"Faith in God is happiness" read an inscription on the wall behind M. Ward at the Sixth and I Historic Synagogue last night, words that would have provided a fitting backdrop to the transcendental songs on "Hold Time," his just-released album. But Ward didn't focus too much on his new work during an entertaining, but uneven, performance that often found the venue eclipsing the performers.
It was clear during a stirring opening set from Brooklyn trio Vivian Girls that the beautiful, high-ceilinged venue wasn't going to enhance stripped-down rock dynamics. That wasn't an issue during Ward's opening acoustic numbers, which included his cheeky rendition of David Bowie's "Let's Dance," a thrilling version of Rev. Robert Wilkins' "The Prodigal Son" and Ward's own new country-blues, "One Hundred Million Years."

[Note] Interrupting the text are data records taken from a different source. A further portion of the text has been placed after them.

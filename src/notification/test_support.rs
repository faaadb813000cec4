//! 测试用的记录型后端

use anyhow::Result;
use async_trait::async_trait;
use std::collections::HashMap;
use std::path::{Path, PathBuf};
use std::sync::atomic::{AtomicBool, AtomicUsize, Ordering};
use std::sync::{Arc, Mutex};
use std::time::Duration;
use tokio::time::Instant;

use super::backend::*;
use super::kind::NotificationKind;

#[derive(Default)]
struct Inner {
    spoken: Mutex<Vec<(Instant, String)>>,
    completed_speech: AtomicUsize,
    speech_duration: Mutex<Duration>,
    speech_panics: AtomicBool,
    sounds: Mutex<Vec<(Instant, PathBuf, u32)>>,
    sound_duration: Mutex<Duration>,
    system_delay: Mutex<Duration>,
    toasts: Mutex<Vec<String>>,
    desktop: Mutex<Vec<String>>,
    webhooks: Mutex<Vec<(NotificationKind, String)>>,
    parents: Mutex<HashMap<String, String>>,
}

/// 记录所有后端调用
#[derive(Clone, Default)]
pub struct Recorder {
    inner: Arc<Inner>,
}

impl Recorder {
    pub fn set_speech_duration(&self, duration: Duration) {
        *self.inner.speech_duration.lock().unwrap() = duration;
    }

    pub fn set_speech_panics(&self, panics: bool) {
        self.inner.speech_panics.store(panics, Ordering::SeqCst);
    }

    pub fn set_sound_duration(&self, duration: Duration) {
        *self.inner.sound_duration.lock().unwrap() = duration;
    }

    /// 唤醒屏幕 / 调整音量的耗时
    pub fn set_system_delay(&self, delay: Duration) {
        *self.inner.system_delay.lock().unwrap() = delay;
    }

    async fn system_wait(&self) {
        let delay = *self.inner.system_delay.lock().unwrap();
        if !delay.is_zero() {
            tokio::time::sleep(delay).await;
        }
    }

    pub fn set_parent(&self, session_id: &str, parent_id: &str) {
        self.inner
            .parents
            .lock()
            .unwrap()
            .insert(session_id.to_string(), parent_id.to_string());
    }

    pub fn speech_count(&self) -> usize {
        self.inner.spoken.lock().unwrap().len()
    }

    pub fn speech_times(&self) -> Vec<Instant> {
        self.inner.spoken.lock().unwrap().iter().map(|(t, _)| *t).collect()
    }

    pub fn spoken_texts(&self) -> Vec<String> {
        self.inner
            .spoken
            .lock()
            .unwrap()
            .iter()
            .map(|(_, text)| text.clone())
            .collect()
    }

    pub fn completed_speech_count(&self) -> usize {
        self.inner.completed_speech.load(Ordering::SeqCst)
    }

    pub fn sound_count(&self) -> usize {
        self.inner.sounds.lock().unwrap().len()
    }

    pub fn sound_loops(&self) -> Vec<u32> {
        self.inner.sounds.lock().unwrap().iter().map(|(_, _, loops)| *loops).collect()
    }

    pub fn toast_count(&self) -> usize {
        self.inner.toasts.lock().unwrap().len()
    }

    pub fn desktop_count(&self) -> usize {
        self.inner.desktop.lock().unwrap().len()
    }

    pub fn webhook_kinds(&self) -> Vec<NotificationKind> {
        self.inner.webhooks.lock().unwrap().iter().map(|(kind, _)| *kind).collect()
    }
}

#[async_trait]
impl SpeechBackend for Recorder {
    async fn speak(&self, text: &str, _options: &SpeakOptions) -> bool {
        if self.inner.speech_panics.load(Ordering::SeqCst) {
            panic!("speech backend exploded");
        }
        self.inner
            .spoken
            .lock()
            .unwrap()
            .push((Instant::now(), text.to_string()));
        let duration = *self.inner.speech_duration.lock().unwrap();
        if !duration.is_zero() {
            tokio::time::sleep(duration).await;
        }
        self.inner.completed_speech.fetch_add(1, Ordering::SeqCst);
        true
    }
}

#[async_trait]
impl SoundBackend for Recorder {
    async fn play(&self, path: &Path, loops: u32) -> Result<()> {
        self.inner
            .sounds
            .lock()
            .unwrap()
            .push((Instant::now(), path.to_path_buf(), loops));
        let duration = *self.inner.sound_duration.lock().unwrap();
        if !duration.is_zero() {
            tokio::time::sleep(duration).await;
        }
        Ok(())
    }
}

#[async_trait]
impl ToastBackend for Recorder {
    async fn show(&self, message: &str, _variant: ToastVariant, _duration: Duration) -> Result<()> {
        self.inner.toasts.lock().unwrap().push(message.to_string());
        Ok(())
    }
}

#[async_trait]
impl DesktopNotifier for Recorder {
    async fn notify(&self, _title: &str, message: &str, _options: &DesktopOptions) -> SendResult {
        self.inner.desktop.lock().unwrap().push(message.to_string());
        SendResult::Sent
    }
}

#[async_trait]
impl WebhookBackend for Recorder {
    async fn notify(
        &self,
        kind: NotificationKind,
        message: &str,
        _options: &WebhookOptions,
    ) -> SendResult {
        self.inner
            .webhooks
            .lock()
            .unwrap()
            .push((kind, message.to_string()));
        SendResult::Sent
    }
}

#[async_trait]
impl SessionQuery for Recorder {
    async fn parent_of(&self, session_id: &str) -> Result<Option<String>> {
        Ok(self.inner.parents.lock().unwrap().get(session_id).cloned())
    }
}

#[async_trait]
impl SystemControl for Recorder {
    async fn wake_display(&self) -> Result<()> {
        self.system_wait().await;
        Ok(())
    }

    async fn ensure_volume(&self, _threshold: u8) -> Result<()> {
        self.system_wait().await;
        Ok(())
    }
}

/// 等待一段时间后返回固定文本的生成器
pub struct DelayedGenerator {
    pub delay: Duration,
    pub text: String,
}

impl DelayedGenerator {
    pub fn shared(delay: Duration, text: &str) -> Arc<dyn MessageGenerator> {
        Arc::new(Self {
            delay,
            text: text.to_string(),
        })
    }
}

#[async_trait]
impl MessageGenerator for DelayedGenerator {
    async fn generate(&self, _request: &MessageRequest) -> Result<String> {
        tokio::time::sleep(self.delay).await;
        Ok(self.text.clone())
    }
}

/// 全部后端指向同一个 Recorder
pub fn recording_backends() -> (Backends, Recorder) {
    let recorder = Recorder::default();
    let shared = Arc::new(recorder.clone());
    let backends = Backends {
        speech: shared.clone(),
        sound: shared.clone(),
        toast: shared.clone(),
        desktop: shared.clone(),
        webhook: shared.clone(),
        sessions: shared.clone(),
        system: shared,
        generator: None,
    };
    (backends, recorder)
}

When the band joined Ward for the Catholic-school boogie-shuffle of "Epistemology," the venue seemed to swallow their burrowing edge -- as well as the velvet scrape of their leader's voice -- and for the remainder of the 70-minute set, it was the languid Ward that translated best. That included the mournful "Undertaker," an aching "Change is Hard" (from the mostly bland She and Him project) and a piano-and-voice reading of Daniel Johnston's "Story of An Artist."

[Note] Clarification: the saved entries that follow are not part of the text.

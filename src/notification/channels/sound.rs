//! 提示音播放（afplay / paplay / aplay / PowerShell）

use anyhow::{bail, Result};
use async_trait::async_trait;
use std::path::Path;
use std::time::Duration;
use tracing::debug;

use super::command::{escape_powershell, run_first_available, CommandSpec};
use crate::notification::backend::SoundBackend;

/// 单次播放超时
const PLAY_TIMEOUT: Duration = Duration::from_secs(30);

/// 基于系统播放器的提示音后端
#[derive(Debug, Clone, Default)]
pub struct CommandSound;

impl CommandSound {
    pub fn new() -> Self {
        Self
    }

    /// 当前平台的候选播放命令
    pub fn candidates(path: &Path) -> Vec<CommandSpec> {
        let file = path.to_string_lossy().to_string();
        if cfg!(target_os = "macos") {
            vec![CommandSpec::new("afplay", &[file.as_str()])]
        } else if cfg!(target_os = "windows") {
            let script = format!(
                "(New-Object Media.SoundPlayer '{}').PlaySync()",
                escape_powershell(&file)
            );
            vec![CommandSpec::new("powershell", &["-NoProfile", "-Command", script.as_str()])]
        } else {
            vec![
                CommandSpec::new("paplay", &[file.as_str()]),
                CommandSpec::new("aplay", &["-q", file.as_str()]),
            ]
        }
    }
}

#[async_trait]
impl SoundBackend for CommandSound {
    async fn play(&self, path: &Path, loops: u32) -> Result<()> {
        if !path.exists() {
            bail!("Sound file not found: {}", path.display());
        }
        let candidates = Self::candidates(path);
        for _ in 0..loops.max(1) {
            let player = run_first_available(&candidates, PLAY_TIMEOUT).await?;
            debug!(player = %player, path = %path.display(), "Sound played");
        }
        Ok(())
    }
}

The over-resonating room swamped most of the uptempo material that followed, though "To Save Me" barreled through on sheer emotion. And while hearing new songs like "For Beginners" and "Shangri-La" would have been far better than murky, messy takes on "Poison Cup" and "Magic Trick," if there was anywhere a little atmosphere-to-audio inequity should be forgiven, it was Sixth and I.
The fans who showered Ward with a standing ovation surely seemed to indicate they were already treasuring the gig despite its shortcomings.